Samuel was dead. It didn’t feel real. She’d had her issues with him over the years, but he was a good man who meant well for her and the Society. It’d taken her a while to appreciate that.
“Are you sure nothing else is wrong?” Jofi asked. “You seem unusually glum.”
“It’s all under control,” Lyssa replied. She paused. “No, that’s not true.”
Lying to Jofi was the worst part. Whatever people kept telling her, she’d grown used to him as something far more than a way to help channel powerful spells. He might not be human, but he was as much her friend as Aisha or Serafina.
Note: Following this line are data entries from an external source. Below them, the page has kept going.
//! Key derivation using Argon2id.
//!
//! This module derives session keys from passphrases using the Argon2id
//! algorithm, which is memory-hard and resistant to GPU-based attacks.
//! The derivation parameters travel with the key-check record so that
//! any device holding the same passphrase, salt, and cost settings
//! derives a byte-identical key.

use argon2::Argon2;
use base64::engine::general_purpose::STANDARD as BASE64;
use base64::Engine;
use serde::{Deserialize, Serialize};
use zeroize::ZeroizeOnDrop;

use crate::error::{QuillError, Result};

/// Minimum passphrase length in characters.
pub const MIN_PASSPHRASE_CHARS: usize = 8;

/// Length of the derived key in bytes (32 bytes = 256 bits for AES-256-GCM).
const KEY_LENGTH: usize = 32;

/// Length of a freshly generated salt in bytes.
const SALT_LENGTH: usize = 16;

/// KDF algorithm identifier recorded alongside derived material.
const KDF_ALGORITHM: &str = "argon2id";

/// Cipher identifier for keys produced by this module.
const CIPHER: &str = "AES-256-GCM";

/// Tunable KDF cost settings.
///
/// The defaults balance security and interactive unlock latency:
/// 64 MiB of memory, 3 iterations, single lane. They are policy, not
/// universal truth; deployments may raise them via [`crate::SessionConfig`].
#[derive(Debug, Clone, Copy, PartialEq, Eq, Serialize, Deserialize)]
pub struct KdfConfig {
    /// Memory cost in KiB
    pub memory_kib: u32,
    /// Time cost (iteration count)
    pub iterations: u32,
    /// Degree of parallelism
    pub parallelism: u32,
}

impl Default for KdfConfig {
    fn default() -> Self {
        Self {
            memory_kib: 64 * 1024,
            iterations: 3,
            parallelism: 1,
        }
    }
}

/// Derivation parameters that must be stored to re-derive the same key.
///
/// Serialized into [`crate::crypto::KeyCheckRecord`] and carried in the
/// sync wire format, so every field is wire-safe (salt as base64).
#[derive(Debug, Clone, PartialEq, Eq, Serialize, Deserialize)]
#[serde(deny_unknown_fields)]
pub struct KdfParams {
    /// KDF algorithm id ("argon2id")
    pub kdf: String,
    /// Cipher the derived key targets ("AES-256-GCM")
    pub cipher: String,
    /// Base64-encoded random salt (>= 16 bytes)
    #[serde(rename = "saltB64")]
    pub salt_b64: String,
    /// Argon2 time cost
    pub iterations: u32,
    /// Argon2 memory cost in KiB
    #[serde(rename = "memoryKib")]
    pub memory_kib: u32,
    /// Argon2 parallelism
    pub parallelism: u32,
}

impl KdfParams {
    fn from_config(config: &KdfConfig, salt: &[u8]) -> Self {
        Self {
            kdf: KDF_ALGORITHM.to_string(),
            cipher: CIPHER.to_string(),
            salt_b64: BASE64.encode(salt),
            iterations: config.iterations,
            memory_kib: config.memory_kib,
            parallelism: config.parallelism,
        }
    }

    fn salt_bytes(&self) -> Result<Vec<u8>> {
        let salt = BASE64
            .decode(&self.salt_b64)
            .map_err(|e| QuillError::InvalidInput(format!("Invalid salt encoding: {}", e)))?;
        if salt.len() < SALT_LENGTH {
            return Err(QuillError::InvalidInput(format!(
                "Salt must be at least {} bytes",
                SALT_LENGTH
            )));
        }
        Ok(salt)
    }
}

/// A session key derived from a passphrase.
///
/// Key material is zeroized from memory when dropped, reducing the
/// window of exposure.
#[derive(Clone, ZeroizeOnDrop)]
pub struct SessionKey {
    key: [u8; KEY_LENGTH],
}

impl SessionKey {
    pub(crate) fn from_bytes(bytes: [u8; KEY_LENGTH]) -> Self {
        Self { key: bytes }
    }

    /// Raw key bytes. Avoid storing or logging; use only for immediate
    /// seal/open operations.
    pub fn as_bytes(&self) -> &[u8; KEY_LENGTH] {
        &self.key
    }
}

impl std::fmt::Debug for SessionKey {
    fn fmt(&self, f: &mut std::fmt::Formatter<'_>) -> std::fmt::Result {
        f.debug_struct("SessionKey")
            .field("key", &"[REDACTED]")
            .finish()
    }
}

/// Result of a derivation: the key plus the parameters needed to
/// reproduce it.
pub struct DerivedKey {
    pub key: SessionKey,
    pub params: KdfParams,
}

/// Validate that a passphrase meets the minimum length requirement.
pub fn validate_passphrase(passphrase: &str) -> Result<()> {
    if passphrase.chars().count() < MIN_PASSPHRASE_CHARS {
        return Err(QuillError::WeakPassphrase {
            minimum: MIN_PASSPHRASE_CHARS,
        });
    }
    Ok(())
}

/// Derive a session key from a passphrase.
///
/// Without `params`, a fresh random salt is generated and the cost
/// settings come from `config`. With `params` supplied (unlock on an
/// existing store), derivation is deterministic: the same passphrase,
/// salt, and cost settings always yield an identical key.
///
/// # Errors
///
/// - [`QuillError::WeakPassphrase`] if the passphrase is under 8 characters
/// - [`QuillError::CryptoUnavailable`] if the platform RNG or Argon2
///   parameters are unusable
pub fn derive_key(
    passphrase: &str,
    params: Option<&KdfParams>,
    config: &KdfConfig,
) -> Result<DerivedKey> {
    validate_passphrase(passphrase)?;

    let params = match params {
        Some(existing) => existing.clone(),
        None => {
            let mut salt = [0u8; SALT_LENGTH];
            getrandom::getrandom(&mut salt)
                .map_err(|e| QuillError::CryptoUnavailable(format!("RNG unavailable: {}", e)))?;
            KdfParams::from_config(config, &salt)
        }
    };

    let salt = params.salt_bytes()?;
    let argon2_params = argon2::Params::new(
        params.memory_kib,
        params.iterations,
        params.parallelism,
        Some(KEY_LENGTH),
    )
    .map_err(|e| QuillError::CryptoUnavailable(format!("Invalid Argon2 params: {}", e)))?;

    let argon2 = Argon2::new(
        argon2::Algorithm::Argon2id,
        argon2::Version::V0x13,
        argon2_params,
    );

    let mut key_bytes = [0u8; KEY_LENGTH];
    argon2
        .hash_password_into(passphrase.as_bytes(), &salt, &mut key_bytes)
        .map_err(|e| QuillError::CryptoUnavailable(format!("Key derivation failed: {}", e)))?;

    Ok(DerivedKey {
        key: SessionKey::from_bytes(key_bytes),
        params,
    })
}

#[cfg(test)]
mod tests {
    use super::*;

    fn fast_config() -> KdfConfig {
        // Low cost to keep the test suite quick; determinism is what matters.
        KdfConfig {
            memory_kib: 8 * 1024,
            iterations: 1,
            parallelism: 1,
        }
    }

    #[test]
    fn test_key_derivation_deterministic() {
        let first = derive_key("test-passphrase", None, &fast_config()).unwrap();
        let second = derive_key("test-passphrase", Some(&first.params), &fast_config()).unwrap();

        assert_eq!(first.key.as_bytes(), second.key.as_bytes());
        assert_eq!(first.params, second.params);
    }

    #[test]
    fn test_fresh_salt_per_derivation() {
        let first = derive_key("test-passphrase", None, &fast_config()).unwrap();
        let second = derive_key("test-passphrase", None, &fast_config()).unwrap();

        assert_ne!(first.params.salt_b64, second.params.salt_b64);
        assert_ne!(first.key.as_bytes(), second.key.as_bytes());
    }

    #[test]
    fn test_different_passphrase_different_key() {
        let first = derive_key("passphrase-one", None, &fast_config()).unwrap();
        let second = derive_key("passphrase-two", Some(&first.params), &fast_config()).unwrap();

        assert_ne!(first.key.as_bytes(), second.key.as_bytes());
    }

    #[test]
    fn test_short_passphrase_rejected() {
        let result = derive_key("short", None, &fast_config());
        assert!(matches!(
            result,
            Err(QuillError::WeakPassphrase { minimum: 8 })
        ));
    }

    #[test]
    fn test_exactly_min_length_accepted() {
        assert!(validate_passphrase("12345678").is_ok());
        assert!(validate_passphrase("1234567").is_err());
    }

    #[test]
    fn test_short_salt_rejected() {
        let mut params = derive_key("test-passphrase", None, &fast_config())
            .unwrap()
            .params;
        params.salt_b64 = base64::engine::general_purpose::STANDARD.encode(b"short");

        let result = derive_key("test-passphrase", Some(&params), &fast_config());
        assert!(matches!(result, Err(QuillError::InvalidInput(_))));
    }

    #[test]
    fn test_session_key_debug_redacts() {
        let derived = derive_key("test-passphrase", None, &fast_config()).unwrap();
        let debug_output = format!("{:?}", derived.key);

        assert!(debug_output.contains("REDACTED"));
        let key_hex = hex::encode(&derived.key.as_bytes()[..4]);
        assert!(!debug_output.contains(&key_hex));
    }

    #[test]
    fn test_params_record_algorithm_ids() {
        let derived = derive_key("test-passphrase", None, &fast_config()).unwrap();
        assert_eq!(derived.params.kdf, "argon2id");
        assert_eq!(derived.params.cipher, "AES-256-GCM");
    }
}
She understood why they needed to conduct the ritual, and it was the best choice given the situation, but that didn’t make her feel any better about it.
“What’s the problem, then?” Jofi asked. “I might not understand all the intricacies of humanity, but talking about it might make you feel better.”
“Assassins caught up with Samuel again,” Lyssa replied. “This time, they won.”
“That’s unfortunate. Elder Samuel seemed like a reasonable man.”
“I wonder if I could have drawn them off him if I had stuck around. They might not have sent them at him if they could take a poke at my house.” Lyssa burst out, “Hell, I wonder if I’m the reason they found him.”
“He was not a Torch, but he was not weak,” Jofi said. “I doubt they were able to track him because of you, and if they knew you were present, they would have sent more people to conquer both targets.”
Lyssa thought that over. Jofi was right. Whoever was behind it was already sending multiple teams at people, not a single assassin. Her presence in America wouldn’t have achieved anything more than adding dead mercenaries to the growing pile.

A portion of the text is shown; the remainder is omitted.